Fakat ne gariptir ki, Galatasaray yönetimi, sekiz senelik teknik direktörlük kariyerinde en ufak bir başarı dahi elde edemeyen Hagi’yi tekrar Galatasaray’ın başına getirdi ve sonuçta bu sezon Galatasaray tarihinin en başarısız sezonu oldu!

Bugün Hagi’nin oyuncularla iletişimini, kadro tercihlerini veya göz göre göre yaptığı yanlışları; kısaca teknik direktör hamlelerini tartışmak son derece gereksiz çünkü o bu alanda hiçbir zaman başarılı olamadı. Tartışılması gereken konu, kolayı seçerek üzerindeki yükü atmak ve gerektiğinde “size Hagi’yi getirdik” diyerek sorumluluktan kaçmak için bu kariyerdeki bir teknik direktörü takımın başına getiren Galatasaray yönetiminin kararıdır.

Galatasaray yönetimi, bırakın futbolculuk ve teknik direktörlüğün birbirinden apayrı meziyetler gerektirdiğini, Hagi’nin iyi bir teknik direktör olmadığını göremediyse bu onlar için çok önemli bir bilgisizlik, yok eğer bunun farkında olup sadece taraftara hoş görünmek için bile bile lades dediyse de bu, kelimenin tam anlamıyla takıma ihanettir.

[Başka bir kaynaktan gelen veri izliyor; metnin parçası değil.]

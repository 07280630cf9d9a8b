// Purpose: Edge-event watcher thread waking blocked poll clients.

//! Multiplexes the edge-event descriptors of every exported line.
//!
//! A single background thread waits for readability on the watched set plus
//! a self-pipe. Watched-set mutations and shutdown write one byte to the
//! pipe so they take effect before the next wait. The watcher only ever
//! holds weak references into the line entities; callers unwatch before the
//! owning `gpio<N>` node releases the line.

use std::collections::HashMap;
use std::fs::File;
use std::io::{self, Read, Write};
use std::os::fd::{AsFd, BorrowedFd};
use std::os::unix::io::RawFd;
use std::sync::atomic::{AtomicBool, Ordering};
use std::sync::{Arc, Mutex, OnceLock, Weak};
use std::thread::{self, JoinHandle};

use log::{trace, warn};
use nix::poll::{poll, PollFd, PollFlags, PollTimeout};

use super::line::ExportedLine;

/// Sink the watcher notifies when an armed poll handle must wake.
pub trait PollWaker: Send + Sync {
    /// Wake the filesystem client that armed `handle`.
    fn wake(&self, handle: u64);
}

const WAIT_TIMEOUT_MS: u16 = 60_000;

struct Shared {
    lines: Mutex<HashMap<RawFd, Weak<ExportedLine>>>,
    keep_going: AtomicBool,
    wake_tx: Mutex<File>,
    waker: OnceLock<Arc<dyn PollWaker>>,
}

/// Handle to the watcher thread.
pub struct EventWatcher {
    shared: Arc<Shared>,
    thread: Mutex<Option<JoinHandle<()>>>,
}

impl EventWatcher {
    /// Start the watcher with an empty watched set.
    pub fn spawn() -> io::Result<Self> {
        let (rx, tx) =
            nix::unistd::pipe().map_err(|err| io::Error::from_raw_os_error(err as i32))?;
        let shared = Arc::new(Shared {
            lines: Mutex::new(HashMap::new()),
            keep_going: AtomicBool::new(true),
            wake_tx: Mutex::new(File::from(tx)),
            waker: OnceLock::new(),
        });
        let wake_rx = File::from(rx);
        let worker = {
            let shared = shared.clone();
            thread::Builder::new()
                .name("gpiofs-watch".into())
                .spawn(move || run(shared, wake_rx))?
        };
        Ok(Self {
            shared,
            thread: Mutex::new(Some(worker)),
        })
    }

    /// Install the wake sink once the filesystem session exists.
    pub fn set_waker(&self, waker: Arc<dyn PollWaker>) {
        let _ = self.shared.waker.set(waker);
    }

    /// Add a line's event fd to the watched set.
    pub fn watch_line(&self, line: &Arc<ExportedLine>) {
        self.shared
            .lines
            .lock()
            .expect("poisoned watcher lock")
            .insert(line.event_fd(), Arc::downgrade(line));
        self.poke();
    }

    /// Drop a line from the watched set before its fd is released.
    pub fn unwatch_line(&self, fd: RawFd) {
        self.shared
            .lines
            .lock()
            .expect("poisoned watcher lock")
            .remove(&fd);
        self.poke();
    }

    /// Stop the thread and join it.
    pub fn stop(&self) {
        self.shared.keep_going.store(false, Ordering::SeqCst);
        self.poke();
        if let Some(worker) = self.thread.lock().expect("poisoned watcher lock").take() {
            let _ = worker.join();
        }
    }

    fn poke(&self) {
        let mut tx = self.shared.wake_tx.lock().expect("poisoned watcher lock");
        if let Err(err) = tx.write_all(b"w") {
            warn!("event watcher self-pipe write failed: {err}");
        }
    }
}

fn run(shared: Arc<Shared>, wake_rx: File) {
    while shared.keep_going.load(Ordering::SeqCst) {
        let fds: Vec<RawFd> = {
            let mut lines = shared.lines.lock().expect("poisoned watcher lock");
            lines.retain(|_, line| line.strong_count() > 0);
            lines.keys().copied().collect()
        };

        // A stale descriptor that raced an unexport polls as POLLNVAL and is
        // skipped below; the map lookup is the source of truth.
        let mut poll_fds: Vec<PollFd> = fds
            .iter()
            .map(|fd| PollFd::new(unsafe { BorrowedFd::borrow_raw(*fd) }, PollFlags::POLLIN))
            .collect();
        poll_fds.push(PollFd::new(wake_rx.as_fd(), PollFlags::POLLIN));

        match poll(&mut poll_fds, PollTimeout::from(WAIT_TIMEOUT_MS)) {
            Ok(0) => continue,
            Ok(_) => {}
            Err(nix::errno::Errno::EINTR) => continue,
            Err(err) => {
                warn!("event watcher poll failed: {err}");
                continue;
            }
        }

        let pipe_ready = poll_fds
            .last()
            .and_then(|p| p.revents())
            .is_some_and(|r| !r.is_empty());
        let ready: Vec<RawFd> = poll_fds[..fds.len()]
            .iter()
            .zip(&fds)
            .filter(|(p, _)| p.revents().is_some_and(|r| !r.is_empty()))
            .map(|(_, fd)| *fd)
            .collect();
        drop(poll_fds);

        if pipe_ready {
            let mut buf = [0u8; 1024];
            let _ = (&wake_rx).read(&mut buf);
        }

        for fd in ready {
            let line = shared
                .lines
                .lock()
                .expect("poisoned watcher lock")
                .get(&fd)
                .and_then(Weak::upgrade);
            let Some(line) = line else {
                continue;
            };
            trace!("edge event on gpio{}", line.number());
            line.drain_event();
            if let Some(waker) = shared.waker.get() {
                line.notify_poll(waker.as_ref());
            }
        }
    }
}
//! Hardware driver implementations
//!
//! This crate provides concrete implementations of the traits defined
//! in matrixclock-core on top of matrixclock-hal:
//!
//! - Bus transports for the controller chain (bit-banged pins, SPI + latch)
//! - Adapters from `embedded-hal` 1.0 pins and SPI buses
//! - Light sensor feeding the shared brightness level

#![cfg_attr(not(test), no_std)]
#![deny(unsafe_code)]

pub mod compat;
pub mod sensor;
pub mod transport;

pub use compat::{EhOutputPin, EhSpiBus};
pub use sensor::light::LightSensor;
pub use transport::{BitBangBus, SpiTransport, SpiTransportError};
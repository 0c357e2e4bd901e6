//! ADC channel abstraction

/// Full-scale value of a 12-bit conversion
pub const ADC_MAX_12BIT: u16 = 4095;

/// A single ADC channel
///
/// Readings are right-aligned 12-bit values (0-4095).
pub trait AdcReader {
    /// Error type for a failed conversion
    type Error;

    /// Perform one blocking conversion
    fn read(&mut self) -> Result<u16, Self::Error>;
}
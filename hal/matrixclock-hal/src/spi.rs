//! SPI bus abstractions
//!
//! The display chain is write-only (MISO is never wired), so the trait
//! only exposes the transmit half of an SPI master.

/// SPI bus master, transmit only
pub trait SpiBus {
    /// Error type for SPI operations
    type Error;

    /// Write data, discarding anything clocked in
    fn write(&mut self, data: &[u8]) -> Result<(), Self::Error>;

    /// Block until every queued byte has left the shift register
    ///
    /// Chip select / latch lines must not be released before this returns.
    fn flush(&mut self) -> Result<(), Self::Error> {
        Ok(())
    }
}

Futbol kulüplerinin demokrasi yerine krallıkla yönetilmesi nedeniyle maalesef bu gibi önemli hatalar kişileri koltuğundan indirmek için yeterli değil fakat artık kralların da bir bir tahtlarından indirildiği günümüzde taraftarlar ile kendisine âşık oldukları Hagi'yi karşı karşıya getiren Galatasaray yönetiminin görevine bu çizgide devam etmesi çok zor görünüyor.

 
Toplam blog
: 788
: 1417
Kayıt tarihi
: 11.11.07
 
 

Çoğu çocuk gibi ben de futbolcu olmak istedim, olmadı. Bu oyundan kopmamak adına üniversite yılla..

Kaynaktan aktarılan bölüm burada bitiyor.